As the Brewers took a 7-0 lead into the ninth inning, a voice wearing the number 13 jersey inside the Cubs dugout could be heard whispering, “I accept your challenge.”
What You Need to Know: If you get your baseball news from anywhere other than #cubstwitter, you’d know that the Cubs still have the best record in the National League. Although if baseball games only lasted one inning, they’d have been eliminated from playoff contention on July 24th.
Today was the kind of day that encapsulates why the Cubs haven’t been able to run away and dominate the division.
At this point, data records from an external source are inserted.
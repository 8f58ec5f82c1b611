//! Syntactic email format checks.
//!
//! This is a pure, offline stage: a candidate string either matches the
//! `localpart@domain.tld` shape or it does not. Passing the check is a
//! necessary but not sufficient condition for deliverability; it only exists
//! to reject structurally invalid strings before the network probe runs.

use once_cell::sync::Lazy;
use regex::Regex;

/// Local part: letters, digits and `._%+-`. Domain: letters, digits and `.-`,
/// ending in a dot followed by at least two letters.
static EMAIL_FORMAT: Lazy<Regex> = Lazy::new(|| {
    Regex::new(r"^[A-Za-z0-9._%+-]+@[A-Za-z0-9.-]+\.[A-Za-z]{2,}$")
        .expect("email format pattern is valid")
});

/// Returns `true` when `email` matches the accepted address shape.
///
/// Never errors: unmatched input simply yields `false`.
pub fn is_email_format_valid(email: &str) -> bool {
    EMAIL_FORMAT.is_match(email)
}

/// Splits an address into `(local_part, domain)`.
///
/// Succeeds only when the string contains exactly one `@` with non-empty text
/// on both sides. Anything else is a format error and yields `None`.
pub fn split_address(email: &str) -> Option<(&str, &str)> {
    let mut parts = email.split('@');
    let local = parts.next()?;
    let domain = parts.next()?;
    if parts.next().is_some() || local.is_empty() || domain.is_empty() {
        return None;
    }
    Some((local, domain))
}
After the most amazing game of the year and a signature win of the decade on Sunday night, José Quintana came out and immediately put them behind two pitches into the afternoon on a home run crushed to deep left center by Lorenzo Cain. Three batters later, the deficit was 3-0 thanks to a Ryan Braun bomb, his first of two on the day.
And that was pretty much it.
This Game Sucked. Let’s Talk Smack About the Brewers Left Fielder: Ryan Braun has a look that says “Even my HGH comes in a bottle with an Ed Hardy logo.”
Next Level: I guess I’ve got to talk about this because there was nothing else going on today. And I’m a bit hesitant to do so because discussions about Quintana tend to degenerate quickly into Hot Taek-land. (For instance, a few days ago, David Kaplan apparently told Q to “go out there and pitch your balls off.” Which is the first time I’ve ever heard the argument that the starting rotation needs more castrati.)
Several of my colleagues on here are Q fans. I’m not one of them. I’ve felt his acquisition was a massive overpay from the day it was made. So understand what you’re about to read through that prism. And I’m also about to violate my editor’s request to “get the hell outta here with that revisionist shit” by criticizing the Quintana trade. So be it.
Let’s start with this (hopefully) reasonable point: there have been several starts this year where Quintana has been very good to exceptional. However, when he’s been off, he’s been what can only be described as “ChrisVolstadistic.” In ten (!) starts this season, Quintana has allowed 50 earned runs in 47.1 innings.
Christ on a bicycle. Well, some of those runs didn’t come in the first inning. So that’s a win.
And don’t get me wrong… every pitcher is going to have clunkers. Jon Lester just had a full month of them and he’s the damn best. But ten bad-to-brutal games in 23 starts is the ratio of a middling number-three pitcher at best. And every single one of those starts has served to remind us that the Cubs traded the number-three prospect in the game for that middling number-three pitcher.
But hey, at least they have that middling number-three pitcher for a long time!
And as long as I’m going to be immersing myself in that revisionist shit, indulge me with this… criticizing the Q trade is only revisionist if you paid no attention to trends in Quintana’s 2017 numbers at all. As I wrote last year around this time, his entire season up until the trade deadline had been mediocre at best. When the Cubs acquired him, his ERA was 4.49. His FIP was slightly better at 3.97,?but nothing to indicate that this performance was especially unlucky. And his 40 walks in 104.1 innings were also a concern.
Now, you can certainly argue that this was a small sample in what had otherwise been a fine career until that point. And trading for a pitcher who’d underperformed in a small sample just netted the Cubs Cole Hamels and that’s great!
Except if Theo had acquired Cole Hamels by trading Eloy Jiménez, the Cubs front office could locate your Wrigley Field commemorative brick as it was being thrown through the windows at Gallagher Way.
There’s still time for Quintana to get this turned around and go on a hot streak similar to the one he had last September. But as of now, it’s fair to say that way too many of us are hoping for a Quantum Leap reboot so that Sam Beckett could go back to July 13, 2017 and toss Theo’s cell phone into the same trash can where Todd Ricketts threw his extra hot dogs.
That Was Depressing. Let’s Talk More Smack About the Brewers Left Fielder: After his first home run, Ryan Braun turned to his dugout and yelled “Let’s go!” Which marked the only time all month he uttered any sentence that wasn’t a lyric by 3 Doors Down.
Top Play (WPA): It had no impact on the game but Ben Zobrist got ejected by Phil Cuzzi for arguing balls and strikes. It was also the first time in baseball history an umpire has ever ejected a batter for forgiving him.
Bottom Play (WPA): Braun’s first homer (-.150). Which looked almost exactly like his second homer (-.091). Based on the location of both pitches, it appears Willson Contreras has a sign for “Batting Tee.”
Up Next: The Cubs will hopefully show up in time for the final game of this abbreviated series as a rejuvenated Kyle Hendricks takes on Junior Guerra.